Report on Callaqui (Chile) — 26 January-1 February 2022
Smithsonian Institution / US Geological Survey
Weekly Volcanic Activity Report, 26 January-1 February 2022
Managing Editor: Sally Sennert.
Please cite this report as:
Global Volcanism Program, 2022. Report on Callaqui (Chile) (Sennert, S, ed.). Weekly Volcanic Activity Report, 26 January-1 February 2022. Smithsonian Institution and US Geological Survey.
37.92°S, 71.45°W; summit elev. 3164 m
All times are local (unless otherwise noted)
In a special statement issued on 27 January, SERNAGEOMIN reported that a small area of incandescence on the SW part of Callaqui’s summit crater was visible in webcam images overnight beginning at 2155 on 26 January. The glow was persistent and visible during dark hours, and was likely the result of increased temperatures at fumarolic vents. More intense gas emissions from the same area were visible rising 380 m the next day. The report noted that this was the first time incandescence had been recorded since the camera was installed in 2012. The Alert Level remained at Green, the lowest level on a four-color scale.

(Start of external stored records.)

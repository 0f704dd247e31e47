//! User and membership models.

use serde::{Deserialize, Serialize};

use super::ids;

#[derive(Debug, Clone, PartialEq, Serialize, Deserialize)]
pub struct User {
    #[serde(with = "ids")]
    pub id: u64,
    pub username: String,
    #[serde(default)]
    pub discriminator: String,
    #[serde(default)]
    pub avatar: Option<String>,
    #[serde(default)]
    pub bot: bool,
}

/// Our own membership in a guild. Only the role list is tracked.
#[derive(Debug, Clone, Default, PartialEq, Serialize, Deserialize)]
pub struct SelfMember {
    #[serde(default, with = "ids::vec")]
    pub roles: Vec<u64>,
}

/// Member entry embedded in guild-create payloads.
#[derive(Debug, Clone, PartialEq, Serialize, Deserialize)]
pub struct GuildMember {
    pub user: User,
    #[serde(default, with = "ids::vec")]
    pub roles: Vec<u64>,
}

impl GuildMember {
    pub fn to_self_member(&self) -> SelfMember {
        SelfMember {
            roles: self.roles.clone(),
        }
    }
}
//! Entity models shared by every backend.
//!
//! These mirror the JSON shapes of the gateway and the remote cache service.
//! The Redis backend stores its own compact records (see `cache::codec`).

mod channel;
mod guild;
pub mod ids;
mod message;
mod permissions;
mod user;

pub use channel::{Channel, ChannelType, Overwrite, OverwriteType};
pub use guild::{Guild, PremiumTier, Role};
pub use message::{CachedMessage, LastMessage};
pub use permissions::{channel_permissions, Permissions};
pub use user::{GuildMember, SelfMember, User};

Geological Summary. The late-Pleistocene to Holocene Callaqui stratovolcano has a profile of an overturned canoe, due to its construction along an 11-km-long, SW-NE fissure above a 1.2-0.3 million year old Pleistocene edifice. The ice-capped, basaltic-andesite volcano contains well-preserved cones and lava flows, which have traveled up to 14 km. Small craters 100-500 m in diameter are primarily found along a fissure extending down the SW flank. Intense solfataric activity occurs at the southern portion of the summit; in 1966 and 1978, red glow was observed in fumarolic areas (Moreno 1985, pers. comm.). Periods of intense fumarolic activity have dominated; few historical eruptions are known. An explosive eruption was reported in 1751, there were uncertain accounts of eruptions in 1864 and 1937, and a small phreatic ash emission was noted in 1980.